■ **Input records**:
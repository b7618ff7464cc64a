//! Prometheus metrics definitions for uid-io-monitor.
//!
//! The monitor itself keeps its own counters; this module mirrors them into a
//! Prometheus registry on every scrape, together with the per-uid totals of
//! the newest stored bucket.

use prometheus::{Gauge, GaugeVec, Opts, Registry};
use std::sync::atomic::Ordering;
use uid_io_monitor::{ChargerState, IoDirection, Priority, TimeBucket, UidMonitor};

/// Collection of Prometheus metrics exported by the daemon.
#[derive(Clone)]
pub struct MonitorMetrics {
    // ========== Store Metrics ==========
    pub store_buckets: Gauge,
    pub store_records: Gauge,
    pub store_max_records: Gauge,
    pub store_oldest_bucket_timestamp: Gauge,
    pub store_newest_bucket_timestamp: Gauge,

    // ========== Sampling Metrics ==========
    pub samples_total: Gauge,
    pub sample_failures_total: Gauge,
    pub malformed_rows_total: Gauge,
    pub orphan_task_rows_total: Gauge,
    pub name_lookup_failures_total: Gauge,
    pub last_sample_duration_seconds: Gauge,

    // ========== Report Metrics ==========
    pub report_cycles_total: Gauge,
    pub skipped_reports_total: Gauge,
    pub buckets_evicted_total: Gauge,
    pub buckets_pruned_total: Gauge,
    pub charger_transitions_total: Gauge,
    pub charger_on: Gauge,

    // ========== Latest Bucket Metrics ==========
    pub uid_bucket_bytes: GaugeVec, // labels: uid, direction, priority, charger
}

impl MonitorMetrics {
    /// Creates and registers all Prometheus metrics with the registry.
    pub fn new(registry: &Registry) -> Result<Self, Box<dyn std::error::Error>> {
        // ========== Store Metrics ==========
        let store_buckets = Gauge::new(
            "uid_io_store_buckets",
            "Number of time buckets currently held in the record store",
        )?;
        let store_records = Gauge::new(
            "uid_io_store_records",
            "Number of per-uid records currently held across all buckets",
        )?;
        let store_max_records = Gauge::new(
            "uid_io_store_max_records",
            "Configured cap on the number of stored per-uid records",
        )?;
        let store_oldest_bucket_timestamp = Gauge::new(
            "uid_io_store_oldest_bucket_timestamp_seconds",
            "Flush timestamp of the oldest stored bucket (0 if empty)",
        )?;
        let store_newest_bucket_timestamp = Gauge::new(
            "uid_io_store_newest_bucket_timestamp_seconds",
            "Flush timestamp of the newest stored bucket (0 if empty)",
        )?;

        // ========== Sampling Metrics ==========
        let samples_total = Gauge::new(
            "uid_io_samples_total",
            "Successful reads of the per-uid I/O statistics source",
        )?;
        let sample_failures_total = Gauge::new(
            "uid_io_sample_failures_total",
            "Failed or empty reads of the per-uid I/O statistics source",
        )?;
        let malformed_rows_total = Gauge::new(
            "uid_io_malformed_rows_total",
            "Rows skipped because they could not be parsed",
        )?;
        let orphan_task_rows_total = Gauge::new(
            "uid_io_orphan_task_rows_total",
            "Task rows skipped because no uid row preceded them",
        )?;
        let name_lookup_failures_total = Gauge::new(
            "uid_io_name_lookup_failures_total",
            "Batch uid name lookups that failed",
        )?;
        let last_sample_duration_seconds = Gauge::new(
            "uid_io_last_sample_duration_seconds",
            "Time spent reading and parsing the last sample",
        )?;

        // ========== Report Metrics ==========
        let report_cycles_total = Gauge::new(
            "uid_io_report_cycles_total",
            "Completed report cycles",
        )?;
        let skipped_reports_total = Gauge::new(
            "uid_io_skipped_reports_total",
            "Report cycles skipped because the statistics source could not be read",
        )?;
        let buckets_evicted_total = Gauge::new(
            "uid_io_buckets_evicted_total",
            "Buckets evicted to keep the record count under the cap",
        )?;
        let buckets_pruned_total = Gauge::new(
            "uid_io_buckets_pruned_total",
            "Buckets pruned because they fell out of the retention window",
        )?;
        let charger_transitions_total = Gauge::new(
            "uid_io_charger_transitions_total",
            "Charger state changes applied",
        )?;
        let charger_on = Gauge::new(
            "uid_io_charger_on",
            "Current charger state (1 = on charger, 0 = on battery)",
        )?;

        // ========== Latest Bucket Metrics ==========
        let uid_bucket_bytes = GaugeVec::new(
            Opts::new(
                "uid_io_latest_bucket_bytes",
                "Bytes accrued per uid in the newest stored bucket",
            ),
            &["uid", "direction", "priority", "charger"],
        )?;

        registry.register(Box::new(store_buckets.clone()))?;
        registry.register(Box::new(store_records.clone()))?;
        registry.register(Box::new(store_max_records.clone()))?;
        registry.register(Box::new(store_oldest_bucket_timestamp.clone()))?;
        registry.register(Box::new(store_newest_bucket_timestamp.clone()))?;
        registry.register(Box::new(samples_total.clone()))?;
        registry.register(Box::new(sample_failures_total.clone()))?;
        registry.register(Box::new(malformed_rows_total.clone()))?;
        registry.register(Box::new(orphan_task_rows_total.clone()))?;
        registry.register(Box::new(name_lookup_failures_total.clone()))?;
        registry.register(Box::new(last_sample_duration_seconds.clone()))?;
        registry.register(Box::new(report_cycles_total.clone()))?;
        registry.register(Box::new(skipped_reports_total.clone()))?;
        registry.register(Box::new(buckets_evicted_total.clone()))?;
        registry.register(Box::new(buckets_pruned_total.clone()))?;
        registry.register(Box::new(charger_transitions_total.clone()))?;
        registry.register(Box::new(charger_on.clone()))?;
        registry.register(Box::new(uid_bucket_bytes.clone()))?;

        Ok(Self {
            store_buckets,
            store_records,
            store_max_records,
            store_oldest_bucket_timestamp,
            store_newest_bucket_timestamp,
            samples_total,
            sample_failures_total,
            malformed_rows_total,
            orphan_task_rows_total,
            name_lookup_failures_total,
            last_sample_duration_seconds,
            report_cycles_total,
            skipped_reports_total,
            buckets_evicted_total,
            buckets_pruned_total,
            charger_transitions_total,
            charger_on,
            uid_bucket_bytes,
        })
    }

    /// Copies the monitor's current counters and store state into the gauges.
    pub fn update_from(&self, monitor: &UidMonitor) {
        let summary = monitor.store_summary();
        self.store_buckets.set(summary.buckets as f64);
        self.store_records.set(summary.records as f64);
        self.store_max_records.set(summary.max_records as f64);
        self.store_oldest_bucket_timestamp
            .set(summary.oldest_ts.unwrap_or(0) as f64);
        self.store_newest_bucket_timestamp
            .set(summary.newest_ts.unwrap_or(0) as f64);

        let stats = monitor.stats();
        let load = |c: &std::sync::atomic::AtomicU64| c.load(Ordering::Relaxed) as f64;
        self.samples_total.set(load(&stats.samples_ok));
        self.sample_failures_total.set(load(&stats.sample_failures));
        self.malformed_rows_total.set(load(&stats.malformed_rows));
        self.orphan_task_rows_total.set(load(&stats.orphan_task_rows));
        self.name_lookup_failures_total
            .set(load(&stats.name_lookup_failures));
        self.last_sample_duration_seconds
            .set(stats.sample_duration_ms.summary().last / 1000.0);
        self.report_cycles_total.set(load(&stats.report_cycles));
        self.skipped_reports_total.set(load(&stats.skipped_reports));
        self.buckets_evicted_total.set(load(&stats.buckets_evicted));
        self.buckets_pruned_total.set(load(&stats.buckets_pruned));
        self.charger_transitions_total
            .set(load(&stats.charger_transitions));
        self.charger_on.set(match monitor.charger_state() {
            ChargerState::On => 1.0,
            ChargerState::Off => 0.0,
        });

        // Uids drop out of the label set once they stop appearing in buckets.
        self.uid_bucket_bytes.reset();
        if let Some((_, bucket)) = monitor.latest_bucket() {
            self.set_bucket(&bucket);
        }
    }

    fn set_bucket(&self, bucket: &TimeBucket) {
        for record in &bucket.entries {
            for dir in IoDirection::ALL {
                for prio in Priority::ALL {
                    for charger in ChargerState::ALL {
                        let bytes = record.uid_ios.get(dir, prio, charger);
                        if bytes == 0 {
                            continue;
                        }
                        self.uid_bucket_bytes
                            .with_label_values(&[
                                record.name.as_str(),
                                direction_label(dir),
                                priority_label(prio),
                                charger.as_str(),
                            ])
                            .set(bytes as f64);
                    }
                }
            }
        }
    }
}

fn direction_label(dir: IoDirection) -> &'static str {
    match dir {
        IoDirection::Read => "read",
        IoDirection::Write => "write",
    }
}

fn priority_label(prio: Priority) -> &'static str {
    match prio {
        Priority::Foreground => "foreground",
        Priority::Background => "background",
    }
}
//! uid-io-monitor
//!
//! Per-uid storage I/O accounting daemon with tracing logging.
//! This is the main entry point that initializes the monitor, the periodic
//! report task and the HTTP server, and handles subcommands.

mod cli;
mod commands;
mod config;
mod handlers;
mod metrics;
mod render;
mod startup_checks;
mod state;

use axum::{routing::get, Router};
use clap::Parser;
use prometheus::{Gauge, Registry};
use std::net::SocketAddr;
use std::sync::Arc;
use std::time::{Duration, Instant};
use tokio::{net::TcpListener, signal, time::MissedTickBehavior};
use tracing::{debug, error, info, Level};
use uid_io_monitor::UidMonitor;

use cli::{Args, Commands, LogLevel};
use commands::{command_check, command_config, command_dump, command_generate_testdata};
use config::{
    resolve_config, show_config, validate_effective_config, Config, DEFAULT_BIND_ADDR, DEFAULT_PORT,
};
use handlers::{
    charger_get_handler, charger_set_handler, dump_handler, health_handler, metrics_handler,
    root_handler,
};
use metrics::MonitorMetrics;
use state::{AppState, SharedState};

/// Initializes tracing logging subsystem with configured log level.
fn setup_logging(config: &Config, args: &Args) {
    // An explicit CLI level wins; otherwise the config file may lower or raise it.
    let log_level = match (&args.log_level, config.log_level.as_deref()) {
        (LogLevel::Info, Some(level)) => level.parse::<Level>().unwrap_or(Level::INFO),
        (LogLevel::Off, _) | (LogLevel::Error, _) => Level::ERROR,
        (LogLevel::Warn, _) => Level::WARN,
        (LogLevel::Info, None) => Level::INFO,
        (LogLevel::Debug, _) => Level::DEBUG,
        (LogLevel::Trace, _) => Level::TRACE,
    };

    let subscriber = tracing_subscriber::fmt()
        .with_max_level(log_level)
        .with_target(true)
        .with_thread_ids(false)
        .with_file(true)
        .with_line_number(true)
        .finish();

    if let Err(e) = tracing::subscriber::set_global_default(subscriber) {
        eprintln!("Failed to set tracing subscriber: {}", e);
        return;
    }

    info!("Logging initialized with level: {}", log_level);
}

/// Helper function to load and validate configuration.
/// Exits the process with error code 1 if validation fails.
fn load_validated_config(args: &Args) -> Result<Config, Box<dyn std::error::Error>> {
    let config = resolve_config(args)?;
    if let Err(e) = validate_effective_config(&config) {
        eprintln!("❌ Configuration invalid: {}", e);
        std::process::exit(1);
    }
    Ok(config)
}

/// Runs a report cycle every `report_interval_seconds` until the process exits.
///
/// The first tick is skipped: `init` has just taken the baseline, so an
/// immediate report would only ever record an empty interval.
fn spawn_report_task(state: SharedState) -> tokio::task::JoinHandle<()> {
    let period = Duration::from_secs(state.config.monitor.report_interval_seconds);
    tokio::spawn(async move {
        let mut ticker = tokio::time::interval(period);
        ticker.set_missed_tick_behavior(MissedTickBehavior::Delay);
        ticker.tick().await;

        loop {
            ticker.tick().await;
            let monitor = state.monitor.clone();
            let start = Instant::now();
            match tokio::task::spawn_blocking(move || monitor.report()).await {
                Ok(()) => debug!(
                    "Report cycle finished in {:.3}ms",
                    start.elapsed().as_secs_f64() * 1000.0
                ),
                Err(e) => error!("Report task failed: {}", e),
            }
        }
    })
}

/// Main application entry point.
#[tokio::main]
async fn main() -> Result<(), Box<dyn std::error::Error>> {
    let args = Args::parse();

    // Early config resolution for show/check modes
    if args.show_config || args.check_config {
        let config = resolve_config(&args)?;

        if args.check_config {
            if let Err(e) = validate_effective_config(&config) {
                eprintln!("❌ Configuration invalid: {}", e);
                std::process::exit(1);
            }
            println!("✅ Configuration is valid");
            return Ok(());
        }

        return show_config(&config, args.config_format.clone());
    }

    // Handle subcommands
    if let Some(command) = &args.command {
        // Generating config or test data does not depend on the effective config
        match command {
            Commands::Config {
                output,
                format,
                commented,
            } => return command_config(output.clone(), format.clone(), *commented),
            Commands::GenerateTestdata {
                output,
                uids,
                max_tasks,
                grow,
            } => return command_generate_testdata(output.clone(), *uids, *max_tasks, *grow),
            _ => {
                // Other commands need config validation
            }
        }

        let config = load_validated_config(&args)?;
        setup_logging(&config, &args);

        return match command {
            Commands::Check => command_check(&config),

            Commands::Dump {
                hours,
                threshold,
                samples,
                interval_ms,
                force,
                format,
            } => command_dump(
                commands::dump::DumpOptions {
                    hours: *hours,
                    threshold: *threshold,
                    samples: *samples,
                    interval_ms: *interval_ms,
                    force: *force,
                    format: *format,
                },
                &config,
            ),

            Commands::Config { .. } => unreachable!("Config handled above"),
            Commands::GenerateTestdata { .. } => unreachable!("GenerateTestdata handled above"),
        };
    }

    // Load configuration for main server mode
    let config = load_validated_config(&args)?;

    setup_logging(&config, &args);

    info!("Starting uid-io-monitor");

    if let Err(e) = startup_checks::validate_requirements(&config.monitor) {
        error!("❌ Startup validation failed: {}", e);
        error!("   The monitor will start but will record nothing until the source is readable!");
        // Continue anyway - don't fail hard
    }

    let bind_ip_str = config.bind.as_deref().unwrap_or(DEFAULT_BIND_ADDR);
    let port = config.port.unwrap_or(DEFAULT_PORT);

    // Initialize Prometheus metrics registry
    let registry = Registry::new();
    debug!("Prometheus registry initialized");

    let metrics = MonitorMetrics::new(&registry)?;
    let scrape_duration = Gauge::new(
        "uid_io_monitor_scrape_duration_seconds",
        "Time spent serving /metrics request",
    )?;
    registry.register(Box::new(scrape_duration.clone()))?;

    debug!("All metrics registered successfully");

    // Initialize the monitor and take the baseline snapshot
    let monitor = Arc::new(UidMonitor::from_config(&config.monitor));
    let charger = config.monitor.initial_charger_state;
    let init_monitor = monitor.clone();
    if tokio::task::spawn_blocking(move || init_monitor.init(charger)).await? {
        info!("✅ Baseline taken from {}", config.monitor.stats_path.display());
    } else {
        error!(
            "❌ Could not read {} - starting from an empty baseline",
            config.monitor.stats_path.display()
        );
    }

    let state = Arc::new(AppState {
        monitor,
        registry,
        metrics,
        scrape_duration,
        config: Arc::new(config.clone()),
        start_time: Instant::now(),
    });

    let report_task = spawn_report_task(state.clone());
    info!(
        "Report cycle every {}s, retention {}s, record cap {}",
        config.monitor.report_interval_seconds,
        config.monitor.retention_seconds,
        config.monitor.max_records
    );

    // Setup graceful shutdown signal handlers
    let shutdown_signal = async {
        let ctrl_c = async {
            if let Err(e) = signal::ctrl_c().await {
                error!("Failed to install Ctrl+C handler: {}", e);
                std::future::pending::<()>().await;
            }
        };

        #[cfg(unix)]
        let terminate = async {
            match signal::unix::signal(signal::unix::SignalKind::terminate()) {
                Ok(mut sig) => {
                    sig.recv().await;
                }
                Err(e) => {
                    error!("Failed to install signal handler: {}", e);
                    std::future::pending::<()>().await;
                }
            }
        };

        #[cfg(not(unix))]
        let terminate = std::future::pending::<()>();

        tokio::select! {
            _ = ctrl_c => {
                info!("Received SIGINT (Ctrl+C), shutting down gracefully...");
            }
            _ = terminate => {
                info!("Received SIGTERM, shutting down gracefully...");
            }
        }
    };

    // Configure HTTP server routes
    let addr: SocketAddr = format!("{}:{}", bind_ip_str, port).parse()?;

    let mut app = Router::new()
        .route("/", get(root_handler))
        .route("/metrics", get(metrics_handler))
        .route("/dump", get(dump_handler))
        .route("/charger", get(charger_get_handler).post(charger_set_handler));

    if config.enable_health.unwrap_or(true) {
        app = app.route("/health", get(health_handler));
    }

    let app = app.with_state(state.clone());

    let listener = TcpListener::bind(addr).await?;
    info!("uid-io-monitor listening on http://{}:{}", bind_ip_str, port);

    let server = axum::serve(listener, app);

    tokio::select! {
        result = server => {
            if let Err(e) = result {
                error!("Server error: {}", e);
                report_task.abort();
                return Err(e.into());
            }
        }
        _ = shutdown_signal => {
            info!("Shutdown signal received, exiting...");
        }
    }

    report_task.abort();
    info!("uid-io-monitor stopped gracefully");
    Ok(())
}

■ **Task requirements**:
Reproduce the entries exactly, but only from their first line to the line holding "use std::sync::atomic::Ordering;", with that last line kept.

■ **Response to this exercise**:
repository b7618ff7464cc64a
//! Prometheus metrics definitions for uid-io-monitor.
//!
//! The monitor itself keeps its own counters; this module mirrors them into a
//! Prometheus registry on every scrape, together with the per-uid totals of
//! the newest stored bucket.

use prometheus::{Gauge, GaugeVec, Opts, Registry};
use std::sync::atomic::Ordering;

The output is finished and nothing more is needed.